Parthenos sylvia, the clipper, is a species of nymphalid butterfly found in south and southeast Asia, mostly in forested areas. The clipper is a fast-flying butterfly and has a habit of flying with its wings flapping stiffly between the horizontal position and a few degrees below the horizontal. It may glide between spurts of flapping.

==Description==

Male. Wings large, broad. Forewing triangular; costa very slightly curved, apex rounded, exterior margin oblique and slightly scalloped, posterior margin short, angle convex; costal vein extending to two-thirds of the costal margin, free from the subcostal in both sexes; first and second subcostal branches somewhat undulated, the first subcostal emitted before one-half length of the cell, second at one-sixth before the end, third at half length beyond the cell and curved upward, running close along second for some distance and ending at the apex, fourth and fifth on a short footstalk starting from near base of the third; cell long, narrow; upper discocellular extremely short, bent immediately below the subcostal, middle discocellular inwardly oblique and straight, lower discocellular concave and directed inward, radials from the upper and lower angles; upper median veinlet bent convexly upward beyond the cell and then extending parallel and at equal distance with lower branches, middle branch emitted before end of the cell, lower branch at a considerable distance before its end; submedian recurved near its base.
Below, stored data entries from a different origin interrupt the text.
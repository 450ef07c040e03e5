use serde::{Deserialize, Serialize};

#[derive(Debug, Clone, PartialEq, Eq, Serialize, Deserialize)]
pub struct ComplexityBreakdown {
    pub line_start: u32,
    pub line_end: u32,
    pub time: String,
    pub space: String,
    pub explanation: String,
}

/// Time/space cost in Big-O notation, e.g. `O(n log n)`.
#[derive(Debug, Clone, PartialEq, Eq, Serialize, Deserialize)]
pub struct Complexity {
    pub time: String,
    pub space: String,
    #[serde(default, skip_serializing_if = "Option::is_none")]
    pub explanation: Option<String>,
    #[serde(default)]
    pub breakdown: Vec<ComplexityBreakdown>,
}

impl Complexity {
    /// One-line summary for badges and status bars.
    pub fn summary(&self) -> String {
        format!("Time {} \u{2022} Space {}", self.time, self.space)
    }
}

#[derive(Debug, Clone, PartialEq, Eq, Serialize, Deserialize)]
pub struct ComplexityAnalysis {
    pub overall: Complexity,
    #[serde(default, skip_serializing_if = "Option::is_none")]
    pub best_case: Option<Complexity>,
    #[serde(default, skip_serializing_if = "Option::is_none")]
    pub average_case: Option<Complexity>,
    #[serde(default, skip_serializing_if = "Option::is_none")]
    pub worst_case: Option<Complexity>,
    /// Unix seconds
    pub analyzed_at: i64,
}
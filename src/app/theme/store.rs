use std::cell::{Cell, RefCell};
use std::rc::Rc;

use crate::app::domain::{ColorPalette, ThemeMode, ThemeProfile};
use crate::app::infrastructure::preferences::{PreferenceStore, THEME_MODE_KEY, THEME_PROFILE_KEY};
use crate::app::infrastructure::style_surface::StyleSurface;
use crate::app::reactive::{Observable, Subscribers, Subscription};

use super::profiles::ProfileRegistry;
use super::tokens::{MODE_ATTRIBUTE, theme_variables};

/// The active `(profile, mode)` pair, handed to subscribers after each change.
#[derive(Debug, Clone, PartialEq)]
pub struct ThemeSnapshot {
    pub profile: Rc<ThemeProfile>,
    pub mode: ThemeMode,
}

impl ThemeSnapshot {
    pub fn colors(&self) -> &ColorPalette {
        self.profile.palette(self.mode)
    }
}

/// Single owner of the active visual theme.
///
/// Every mutation is synchronous and immediately followed by a full
/// reapplication: all style variables are rewritten to the surface, the mode
/// attribute is set, then subscribers are notified. Mutations are not batched.
pub struct ThemeStore {
    registry: RefCell<ProfileRegistry>,
    profile: Observable<Rc<ThemeProfile>>,
    mode: Observable<ThemeMode>,
    preferences: RefCell<Box<dyn PreferenceStore>>,
    surface: Rc<RefCell<dyn StyleSurface>>,
    changes: Subscribers<ThemeSnapshot>,
    applications: Cell<u64>,
}

impl ThemeStore {
    /// Restore the persisted mode and profile (falling back silently to dark
    /// and the default profile) and apply the result once.
    pub fn new(
        registry: ProfileRegistry,
        preferences: Box<dyn PreferenceStore>,
        surface: Rc<RefCell<dyn StyleSurface>>,
    ) -> Self {
        let mode = match preferences.get(THEME_MODE_KEY) {
            Some(saved) => ThemeMode::parse(&saved).unwrap_or_else(|| {
                tracing::debug!(value = %saved, "ignoring unknown saved theme mode");
                ThemeMode::default()
            }),
            None => ThemeMode::default(),
        };

        let profile = match preferences.get(THEME_PROFILE_KEY) {
            Some(id) => registry.get(&id).unwrap_or_else(|| {
                tracing::debug!(id = %id, "saved theme profile not found, using default");
                registry.default_profile()
            }),
            None => registry.default_profile(),
        };

        let store = Self {
            registry: RefCell::new(registry),
            profile: Observable::new(profile),
            mode: Observable::new(mode),
            preferences: RefCell::new(preferences),
            surface,
            changes: Subscribers::new(),
            applications: Cell::new(0),
        };
        store.apply_theme();
        store
    }

    pub fn current_profile(&self) -> Rc<ThemeProfile> {
        self.profile.get()
    }

    pub fn current_mode(&self) -> ThemeMode {
        self.mode.get()
    }

    pub fn snapshot(&self) -> ThemeSnapshot {
        ThemeSnapshot {
            profile: self.profile.get(),
            mode: self.mode.get(),
        }
    }

    /// `profile.colors[mode]`, computed from the current state on every call.
    pub fn current_colors(&self) -> ColorPalette {
        self.profile.get().palette(self.mode.get()).clone()
    }

    pub fn set_profile(&self, profile: Rc<ThemeProfile>) {
        tracing::info!(id = %profile.id, "switching theme profile");
        let id = profile.id.clone();
        self.profile.set(profile);
        self.persist(THEME_PROFILE_KEY, &id);
        self.apply_theme();
    }

    /// Switch to a registered profile. Returns false for an unknown id.
    pub fn set_profile_by_id(&self, id: &str) -> bool {
        let found = self.registry.borrow().get(id);
        match found {
            Some(profile) => {
                self.set_profile(profile);
                true
            }
            None => {
                tracing::warn!(id, "unknown theme profile");
                false
            }
        }
    }

    pub fn set_mode(&self, mode: ThemeMode) {
        tracing::debug!(mode = mode.as_str(), "switching theme mode");
        self.mode.set(mode);
        self.persist(THEME_MODE_KEY, mode.as_str());
        self.apply_theme();
    }

    pub fn toggle_mode(&self) {
        self.set_mode(self.mode.get().toggled());
    }

    /// Whether motion should be minimized for the active profile.
    pub fn prefers_reduced_motion(&self) -> bool {
        let animations = &self.profile.get().animations;
        animations.reduced_motion || !animations.enabled
    }

    pub fn registry(&self) -> std::cell::Ref<'_, ProfileRegistry> {
        self.registry.borrow()
    }

    /// Called with the new snapshot after every reapplication.
    pub fn subscribe<F>(&self, callback: F) -> Subscription
    where
        F: FnMut(&ThemeSnapshot) + 'static,
    {
        self.changes.subscribe(callback)
    }

    /// Called whenever the mode is set, before the surface is rewritten.
    pub fn watch_mode<F>(&self, callback: F) -> Subscription
    where
        F: FnMut(&ThemeMode) + 'static,
    {
        self.mode.subscribe(callback)
    }

    /// Number of full reapplications so far.
    pub fn application_count(&self) -> u64 {
        self.applications.get()
    }

    fn persist(&self, key: &str, value: &str) {
        if let Err(e) = self.preferences.borrow_mut().set(key, value) {
            tracing::warn!(key, error = %e, "failed to persist theme preference");
        }
    }

    fn apply_theme(&self) {
        let snapshot = self.snapshot();
        let variables = theme_variables(&snapshot.profile, snapshot.mode);

        {
            let mut surface = self.surface.borrow_mut();
            for (name, value) in &variables {
                surface.set_property(name, value);
            }
            surface.set_attribute(MODE_ATTRIBUTE, snapshot.mode.as_str());
        }

        self.applications.set(self.applications.get() + 1);
        tracing::debug!(
            application = self.applications.get(),
            profile = %snapshot.profile.id,
            mode = snapshot.mode.as_str(),
            variables = variables.len(),
            "applied theme"
        );

        self.changes.emit(&snapshot);
    }
}
use std::rc::Rc;
use std::thread;
use std::time::{Duration, Instant};

use fltk::{
    app::{self, Sender},
    frame::Frame,
    group::Flex,
    menu::MenuBar,
    prelude::*,
    window::Window,
};

use super::controllers::workbench::{Response, Revision, SAMPLE_CODE, Workbench};
use super::domain::{
    ColorPalette, ComplexityAnalysis, ExecutionResult, Hint, PatternDetectionResult,
    SupportedLanguage,
};
use super::editor::{AdapterState, EditorAdapter, EditorConfig, SingleFlight};
use super::messages::Message;
use super::reactive::Subscription;
use super::services::BackendClient;
use super::theme::{EditorScheme, ThemeStore};
use crate::ui::code_editor::{FltkEditorLibrary, load_scheme_catalog};
use crate::ui::dialogs::about::show_about_dialog;
use crate::ui::dialogs::hints::show_hint_dialog;
use crate::ui::main_window::MainWidgets;
use crate::ui::menu::DARK_MODE_ITEM;
use crate::ui::panels::SidePanel;
use crate::ui::theme::{ThemedWidgets, apply_palette};

/// Longest the editor library may take to load before the adapter gives up.
pub const LIBRARY_TIMEOUT: Duration = Duration::from_secs(10);

pub struct AppState {
    pub window: Window,
    pub menu: MenuBar,
    pub status: Frame,
    pub editor_area: Flex,
    pub placeholder: Frame,
    pub panel: SidePanel,
    pub sender: Sender<Message>,
    pub theme: Rc<ThemeStore>,
    pub loader: SingleFlight<FltkEditorLibrary>,
    pub adapter: EditorAdapter<FltkEditorLibrary>,
    pub client: BackendClient,
    pub workbench: Workbench,
    subscriptions: Vec<Subscription>,
}

impl AppState {
    pub fn new(
        widgets: MainWidgets,
        sender: Sender<Message>,
        theme: Rc<ThemeStore>,
        client: BackendClient,
    ) -> Self {
        let loader = SingleFlight::new(move || {
            let s = sender;
            thread::spawn(move || s.send(Message::LibraryLoaded(load_scheme_catalog())));
            app::add_timeout3(LIBRARY_TIMEOUT.as_secs_f64(), move |_| s.send(Message::LibraryDeadline));
        })
        .with_timeout(LIBRARY_TIMEOUT);
        let adapter = EditorAdapter::new(loader.clone());

        let MainWidgets {
            wind,
            menu,
            editor_area,
            placeholder,
            panel,
            status,
            ..
        } = widgets;

        let mut state = Self {
            window: wind,
            menu,
            status,
            editor_area,
            placeholder,
            panel,
            sender,
            theme,
            loader,
            adapter,
            client,
            workbench: Workbench::sample(),
            subscriptions: Vec::new(),
        };
        state.follow_theme();
        state
    }

    /// Keep the window chrome and the dark mode checkbox in sync with the
    /// theme store.
    fn follow_theme(&mut self) {
        let mut window = self.window.clone();
        let mut menu = self.menu.clone();
        let mut status = self.status.clone();
        let mut patterns = self.panel.patterns.clone();
        let mut summary = self.panel.summary.clone();
        let mut results = self.panel.results.clone();

        let mut repaint = move |palette: &ColorPalette| {
            apply_palette(
                palette,
                ThemedWidgets {
                    window: &mut window,
                    menu: &mut menu,
                    status: &mut status,
                    patterns: &mut patterns,
                    summary: &mut summary,
                    results: &mut results,
                },
            );
        };

        repaint(self.theme.snapshot().colors());
        let subscription = self.theme.subscribe(move |snapshot| repaint(snapshot.colors()));
        self.subscriptions.push(subscription);

        let menu = self.menu.clone();
        set_menu_checkbox(&menu, DARK_MODE_ITEM, self.theme.current_mode().is_dark());
        let subscription = self
            .theme
            .watch_mode(move |mode| set_menu_checkbox(&menu, DARK_MODE_ITEM, mode.is_dark()));
        self.subscriptions.push(subscription);
    }

    /// Request the editor library and create the editor once it arrives.
    pub fn start_editor(&mut self) {
        let sender = self.sender;
        self.subscriptions.push(
            self.adapter
                .on_content_changed(move |text| sender.send(Message::CodeChanged(text.to_string()))),
        );
        self.subscriptions.push(
            self.adapter
                .on_state_changed(move |state| sender.send(Message::EditorStateChanged(*state))),
        );

        let config = EditorConfig {
            language: self.workbench.language(),
            initial_code: self.workbench.code().to_string(),
            mode: self.theme.current_mode(),
            height: self.editor_height(),
            ..EditorConfig::default()
        };
        self.adapter.initialize(Some(self.editor_area.clone()), config);
        self.subscriptions.push(self.adapter.bind_theme(&self.theme));
        self.refresh_status();
    }

    fn editor_height(&self) -> u32 {
        self.editor_area.h().max(200) as u32
    }

    // --- Editor lifecycle ---

    pub fn library_loaded(&mut self, result: Result<Vec<EditorScheme>, String>) {
        let result = result.map(FltkEditorLibrary::new);
        if let Ok(library) = &result {
            tracing::debug!(schemes = library.scheme_count(), "editor schemes registered");
        }
        self.loader.resolve(result);
    }

    pub fn library_deadline(&mut self) {
        if self.loader.poll_timeout(Instant::now()) {
            tracing::error!(
                timeout = ?LIBRARY_TIMEOUT,
                fetches = self.loader.fetch_count(),
                "editor library did not load in time"
            );
        }
    }

    pub fn editor_state_changed(&mut self, state: AdapterState) {
        tracing::debug!(?state, "editor state changed");
        match state {
            AdapterState::Ready => {
                self.placeholder.hide();
                self.editor_area.layout();
                self.adapter.focus();
            }
            AdapterState::Failed => {
                self.placeholder.set_label("The editor could not be loaded.");
                self.placeholder.show();
            }
            AdapterState::Unloaded | AdapterState::Loading | AdapterState::Disposed => {}
        }
        self.editor_area.redraw();
        self.refresh_status();
    }

    pub fn code_changed(&mut self, code: &str) {
        self.workbench.on_code_changed(code);
        self.refresh_status();
    }

    pub fn reset_code(&mut self) {
        self.clear_highlights();
        if let Err(e) = self.adapter.set_value(SAMPLE_CODE) {
            tracing::warn!(error = %e, "cannot reset editor contents");
        }
    }

    pub fn set_language(&mut self, language: SupportedLanguage) {
        self.workbench.set_language(language);
        self.refresh_status();
    }

    // --- Analysis ---

    pub fn detect_patterns(&mut self) {
        if self.workbench.is_detecting() {
            return;
        }
        let (code, revision) = self.workbench.begin_detection();
        let s = self.sender;
        self.client.detect_patterns(code, move |result| {
            s.send(Message::PatternsDetected(revision, result.map_err(|e| e.to_string())));
        });
        self.refresh_status();
    }

    pub fn patterns_detected(&mut self, revision: Revision, result: Response<PatternDetectionResult>) {
        let patterns = self.workbench.finish_detection(revision, result).to_vec();
        self.adapter.highlight_patterns(&patterns);
        tracing::debug!(decorations = self.adapter.decoration_count(), "patterns highlighted");
        self.panel.show_patterns(&patterns);
        self.refresh_status();
    }

    pub fn select_pattern(&mut self, index: usize) {
        if let Some(pattern) = self.workbench.select_pattern(index).cloned() {
            self.adapter.highlight_pattern(&pattern);
        }
    }

    pub fn clear_highlights(&mut self) {
        self.workbench.clear_patterns();
        self.adapter.clear_pattern_highlights();
        self.panel.show_patterns(&[]);
        self.refresh_status();
    }

    pub fn analyze_complexity(&mut self) {
        if self.workbench.is_analyzing() {
            return;
        }
        let code = self.workbench.begin_analysis();
        let s = self.sender;
        self.client.analyze_complexity(code, move |result| {
            s.send(Message::ComplexityAnalyzed(result.map_err(|e| e.to_string())));
        });
        self.panel.show_complexity(None, true);
        self.refresh_status();
    }

    pub fn complexity_analyzed(&mut self, result: Response<ComplexityAnalysis>) {
        self.workbench.finish_analysis(result);
        self.panel.show_complexity(self.workbench.complexity(), false);
        self.refresh_status();
    }

    pub fn run_tests(&mut self) {
        if self.workbench.is_executing() {
            return;
        }
        let request = self.workbench.begin_execution();
        let s = self.sender;
        self.client.execute(request, move |result| {
            s.send(Message::TestsFinished(result.map_err(|e| e.to_string())));
        });
        self.panel.show_results(None, true);
        self.refresh_status();
    }

    pub fn tests_finished(&mut self, result: Response<ExecutionResult>) {
        self.workbench.finish_execution(result);
        self.panel.show_results(self.workbench.test_results(), false);
        self.refresh_status();
    }

    // --- Hints ---

    pub fn show_hints(&mut self) {
        let s = self.sender;
        let problem_id = self.workbench.problem_id().to_string();
        self.client.all_hints(Some(problem_id), move |result| {
            s.send(Message::HintsLoaded(result.map_err(|e| e.to_string())));
        });
    }

    pub fn hints_loaded(&mut self, result: Response<Vec<Hint>>) {
        self.workbench.open_hints(result);
        if self.workbench.is_hint_overlay_open() {
            let palette = self.theme.current_colors();
            show_hint_dialog(&mut self.workbench, &palette);
        }
        self.refresh_status();
    }

    // --- View ---

    pub fn toggle_theme_mode(&mut self) {
        self.theme.toggle_mode();
    }

    pub fn set_theme_profile(&mut self, id: &str) {
        if !self.theme.set_profile_by_id(id) {
            tracing::warn!(id, "unknown theme profile");
        }
    }

    pub fn show_about(&self) {
        show_about_dialog(&self.theme.current_profile(), self.theme.current_mode());
    }

    pub fn refresh_status(&mut self) {
        let line = match self.adapter.state() {
            AdapterState::Loading | AdapterState::Unloaded => "Loading editor...".to_string(),
            AdapterState::Failed => "Editor unavailable".to_string(),
            AdapterState::Ready | AdapterState::Disposed => self.workbench.status_line(),
        };
        self.status.set_label(&line);
        self.status.redraw();
    }

    /// Release the editor and every subscription before the window closes.
    pub fn shutdown(&mut self) {
        self.adapter.dispose();
        self.subscriptions.clear();
    }
}

fn set_menu_checkbox(menu: &MenuBar, path: &str, checked: bool) {
    let idx = menu.find_index(path);
    if idx >= 0 {
        if let Some(mut item) = menu.at(idx) {
            if checked {
                item.set();
            } else {
                item.clear();
            }
        }
    }
}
Hindwing short, very broad, somewhat quadrate; exterior margin scalloped, produced outward below the middle; costal vein much arched from the base and extending to the apex; precostal vein distinct, extending parallel with and joined to the costal — thus forming a closed precostal cell — and there throwing off a short bifid spur, towards the costa, immediately before its junction with the costal vein; cell very short; first and second subcostal branches emitted at about equal distances from upper base of cell; upper and lower discocellulars outwardly-oblique, each slightly concave, lower discocellular slender, radial from their middle; two upper median branches emitted from end of the cell, upper bent convexly near its base, lower from one-third before end of the cell; submedian curved near the base; internal vein straight, short. Body stout, abdomen short; palpi ascending, pilose beneath and above at tip of second joint; second joint very long, extending to a level with vertex, third joint very short, pointed; legs slender, long; antennae long, gradually thickened towards the tip. Eyes naked. Sexes alike.
— Frederic Moore, Lepidoptera Indica. Vol. III

The various forms or subspecies are closely aligned and greatly resemble one another.

Video clip

==Range==
The species lives in the Western Ghats, Bangladesh, Assam, Cambodia, Myanmar, Laos, Sri Lanka, and Southeast Asia (Malaya, Philippines, and New Guinea).

==Life history==
Larva. Cylindrical; head and anal segment with short simple spines; segments three to 12 with longer branched spines, reddish brown, those on three and four comparatively very long. Pale green, with yellowish-white lateral stripes one on each side.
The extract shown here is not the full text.